• _Directions_:
When you reach the records below, repeat each one exactly as written.

• _Data to use_:
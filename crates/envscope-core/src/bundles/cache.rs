use std::collections::BTreeMap;
use std::path::{Path, PathBuf};

use chrono::{DateTime, Utc};
use envscope_config::EnvscopeConfig;
use serde::{Deserialize, Serialize};
use tracing::{debug, info, warn};

use super::discovery::{discover_bundles, scan_mtimes, split_roots};
use super::errors::BundleError;
use crate::env::Environment;
use crate::targets::TargetDefinition;

/// File holding the discovered bundle paths.
pub const BUNDLES_FILE: &str = "local_bundles.json";

/// Sidecar used for staleness detection.
pub const META_FILE: &str = "local_bundles_meta.json";

#[derive(Debug, Clone, PartialEq, Eq, Serialize, Deserialize)]
pub struct BundlesFile {
    pub bundles: Vec<String>,
}

#[derive(Debug, Clone, Serialize, Deserialize)]
struct BundlesMeta {
    bndl_roots: String,
    depth2_mtimes: BTreeMap<String, u64>,
    #[serde(default, skip_serializing_if = "Option::is_none")]
    generated_at: Option<DateTime<Utc>>,
}

/// The bundle cache in one directory.
#[derive(Debug, Clone)]
pub struct BundleCache {
    dir: PathBuf,
}

impl BundleCache {
    pub fn new(dir: impl Into<PathBuf>) -> Self {
        Self { dir: dir.into() }
    }

    pub fn bundles_path(&self) -> PathBuf {
        self.dir.join(BUNDLES_FILE)
    }

    fn meta_path(&self) -> PathBuf {
        self.dir.join(META_FILE)
    }

    /// Whether the cache must be regenerated for the raw `roots` value.
    ///
    /// Stale when either file is missing, the sidecar is unreadable, the roots
    /// value changed, or the two-level mtime scan differs from the recorded one.
    pub fn is_stale(&self, roots: &str) -> bool {
        let bundles_path = self.bundles_path();
        let meta_path = self.meta_path();
        if !bundles_path.exists() || !meta_path.exists() {
            return true;
        }

        let meta: BundlesMeta = match std::fs::read_to_string(&meta_path)
            .ok()
            .and_then(|content| serde_json::from_str(&content).ok())
        {
            Some(meta) => meta,
            None => {
                debug!(
                    event = "core.bundles.meta_unreadable",
                    path = %meta_path.display()
                );
                return true;
            }
        };

        if meta.bndl_roots != roots {
            debug!(event = "core.bundles.stale", reason = "roots_changed");
            return true;
        }

        if scan_mtimes(&split_roots(roots)) != meta.depth2_mtimes {
            debug!(event = "core.bundles.stale", reason = "layout_changed");
            return true;
        }

        false
    }

    /// Discover bundles under `roots` and write the cache, unless it is
    /// already current. `force` skips the staleness check.
    ///
    /// Returns the path of the bundles file.
    pub fn refresh(&self, roots: &str, force: bool) -> Result<PathBuf, BundleError> {
        let bundles_path = self.bundles_path();

        if !force && !self.is_stale(roots) {
            debug!(
                event = "core.bundles.cache_current",
                path = %bundles_path.display()
            );
            return Ok(bundles_path);
        }

        let root_paths = split_roots(roots);
        let bundles = discover_bundles(&root_paths);

        std::fs::create_dir_all(&self.dir).map_err(|source| BundleError::Io {
            path: self.dir.clone(),
            source,
        })?;

        let file = BundlesFile {
            bundles: bundles.iter().map(|b| b.display().to_string()).collect(),
        };
        write_json(&bundles_path, &file)?;

        info!(
            event = "core.bundles.cache_written",
            path = %bundles_path.display(),
            count = file.bundles.len()
        );

        let meta = BundlesMeta {
            bndl_roots: roots.to_string(),
            depth2_mtimes: scan_mtimes(&root_paths),
            generated_at: Some(Utc::now()),
        };
        write_json(&self.meta_path(), &meta)?;

        Ok(bundles_path)
    }
}

fn write_json<T: Serialize>(path: &Path, value: &T) -> Result<(), BundleError> {
    let json = serde_json::to_string_pretty(value).map_err(|e| BundleError::Serialize {
        message: e.to_string(),
    })?;
    std::fs::write(path, json).map_err(|source| BundleError::Io {
        path: path.to_path_buf(),
        source,
    })
}

/// `<local data dir>/gt/envoy`, located through `env`.
///
/// Uses `LOCALAPPDATA`, then `XDG_DATA_HOME`, then `HOME/.local/share`, then
/// the platform default.
pub fn default_cache_dir(env: &Environment) -> Option<PathBuf> {
    let non_empty = |name: &str| env.get(name).filter(|v| !v.trim().is_empty());

    let base = non_empty("LOCALAPPDATA")
        .map(PathBuf::from)
        .or_else(|| non_empty("XDG_DATA_HOME").map(PathBuf::from))
        .or_else(|| non_empty("HOME").map(|h| PathBuf::from(h).join(".local").join("share")))
        .or_else(dirs::data_local_dir)?;

    Some(base.join("gt").join("envoy"))
}

/// Refresh the bundle cache for `target` and return the file to advertise.
///
/// Returns `None` when the target does not use bundles or the cache cannot be
/// written; the launch goes ahead without the variable in that case.
pub fn prepare_bundles(
    config: &EnvscopeConfig,
    target: &TargetDefinition,
    env: &Environment,
    force: bool,
) -> Option<PathBuf> {
    if !target.bundles() {
        return None;
    }

    let dir = match config.bundles.cache_dir() {
        Some(dir) => Some(dir.clone()),
        None => default_cache_dir(env),
    };
    let Some(dir) = dir else {
        warn!(
            event = "core.bundles.prepare_failed",
            target = target.name(),
            error = %BundleError::NoCacheDir
        );
        return None;
    };

    let roots = env.get(config.bundles.roots_var()).unwrap_or("");
    match BundleCache::new(dir).refresh(roots, force) {
        Ok(path) => Some(path),
        Err(e) => {
            warn!(
                event = "core.bundles.prepare_failed",
                target = target.name(),
                error = %e
            );
            None
        }
    }
}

• _Answer below_:
filename crates/envscope-core/src/bundles/cache.rs
use std::collections::BTreeMap;
use std::path::{Path, PathBuf};

use chrono::{DateTime, Utc};
use envscope_config::EnvscopeConfig;
use serde::{Deserialize, Serialize};
use tracing::{debug, info, warn};

use super::discovery::{discover_bundles, scan_mtimes, split_roots};
use super::errors::BundleError;
use crate::env::Environment;
use crate::targets::TargetDefinition;

/// File holding the discovered bundle paths.
pub const BUNDLES_FILE: &str = "local_bundles.json";

/// Sidecar used for staleness detection.
pub const META_FILE: &str = "local_bundles_meta.json";

#[derive(Debug, Clone, PartialEq, Eq, Serialize, Deserialize)]
pub struct BundlesFile {
    pub bundles: Vec<String>,
}

#[derive(Debug, Clone, Serialize, Deserialize)]
struct BundlesMeta {
    bndl_roots: String,
    depth2_mtimes: BTreeMap<String, u64>,
    #[serde(default, skip_serializing_if = "Option::is_none")]
    generated_at: Option<DateTime<Utc>>,
}

/// The bundle cache in one directory.
#[derive(Debug, Clone)]
pub struct BundleCache {
    dir: PathBuf,
}

impl BundleCache {
    pub fn new(dir: impl Into<PathBuf>) -> Self {
        Self { dir: dir.into() }
    }

    pub fn bundles_path(&self) -> PathBuf {
        self.dir.join(BUNDLES_FILE)
    }

    fn meta_path(&self) -> PathBuf {
        self.dir.join(META_FILE)
    }

    /// Whether the cache must be regenerated for the raw `roots` value.
    ///
    /// Stale when either file is missing, the sidecar is unreadable, the roots
    /// value changed, or the two-level mtime scan differs from the recorded one.
    pub fn is_stale(&self, roots: &str) -> bool {
        let bundles_path = self.bundles_path();
        let meta_path = self.meta_path();
        if !bundles_path.exists() || !meta_path.exists() {
            return true;
        }

        let meta: BundlesMeta = match std::fs::read_to_string(&meta_path)
            .ok()
            .and_then(|content| serde_json::from_str(&content).ok())
        {
            Some(meta) => meta,
            None => {
                debug!(
                    event = "core.bundles.meta_unreadable",
                    path = %meta_path.display()
                );
                return true;
            }
        };

        if meta.bndl_roots != roots {
            debug!(event = "core.bundles.stale", reason = "roots_changed");
            return true;
        }

        if scan_mtimes(&split_roots(roots)) != meta.depth2_mtimes {
            debug!(event = "core.bundles.stale", reason = "layout_changed");
            return true;
        }

        false
    }

    /// Discover bundles under `roots` and write the cache, unless it is
    /// already current. `force` skips the staleness check.
    ///
    /// Returns the path of the bundles file.
    pub fn refresh(&self, roots: &str, force: bool) -> Result<PathBuf, BundleError> {
        let bundles_path = self.bundles_path();

        if !force && !self.is_stale(roots) {
            debug!(
                event = "core.bundles.cache_current",
                path = %bundles_path.display()
            );
            return Ok(bundles_path);
        }

        let root_paths = split_roots(roots);
        let bundles = discover_bundles(&root_paths);

        std::fs::create_dir_all(&self.dir).map_err(|source| BundleError::Io {
            path: self.dir.clone(),
            source,
        })?;

        let file = BundlesFile {
            bundles: bundles.iter().map(|b| b.display().to_string()).collect(),
        };
        write_json(&bundles_path, &file)?;

        info!(
            event = "core.bundles.cache_written",
            path = %bundles_path.display(),
            count = file.bundles.len()
        );

        let meta = BundlesMeta {
            bndl_roots: roots.to_string(),
            depth2_mtimes: scan_mtimes(&root_paths),
            generated_at: Some(Utc::now()),
        };
        write_json(&self.meta_path(), &meta)?;

        Ok(bundles_path)
    }
}

fn write_json<T: Serialize>(path: &Path, value: &T) -> Result<(), BundleError> {
    let json = serde_json::to_string_pretty(value).map_err(|e| BundleError::Serialize {
        message: e.to_string(),
    })?;
    std::fs::write(path, json).map_err(|source| BundleError::Io {
        path: path.to_path_buf(),
        source,
    })
}

/// `<local data dir>/gt/envoy`, located through `env`.
///
/// Uses `LOCALAPPDATA`, then `XDG_DATA_HOME`, then `HOME/.local/share`, then
/// the platform default.
pub fn default_cache_dir(env: &Environment) -> Option<PathBuf> {
    let non_empty = |name: &str| env.get(name).filter(|v| !v.trim().is_empty());

    let base = non_empty("LOCALAPPDATA")
        .map(PathBuf::from)
        .or_else(|| non_empty("XDG_DATA_HOME").map(PathBuf::from))
        .or_else(|| non_empty("HOME").map(|h| PathBuf::from(h).join(".local").join("share")))
        .or_else(dirs::data_local_dir)?;

    Some(base.join("gt").join("envoy"))
}

/// Refresh the bundle cache for `target` and return the file to advertise.
///
/// Returns `None` when the target does not use bundles or the cache cannot be
/// written; the launch goes ahead without the variable in that case.
pub fn prepare_bundles(
    config: &EnvscopeConfig,
    target: &TargetDefinition,
    env: &Environment,
    force: bool,
) -> Option<PathBuf> {
    if !target.bundles() {
        return None;
    }

    let dir = match config.bundles.cache_dir() {
        Some(dir) => Some(dir.clone()),
        None => default_cache_dir(env),
    };
    let Some(dir) = dir else {
        warn!(
            event = "core.bundles.prepare_failed",
            target = target.name(),
            error = %BundleError::NoCacheDir
        );
        return None;
    };

    let roots = env.get(config.bundles.roots_var()).unwrap_or("");
    match BundleCache::new(dir).refresh(roots, force) {
        Ok(path) => Some(path),
        Err(e) => {
            warn!(
                event = "core.bundles.prepare_failed",
                target = target.name(),
                error = %e
            );
            None
        }
    }
}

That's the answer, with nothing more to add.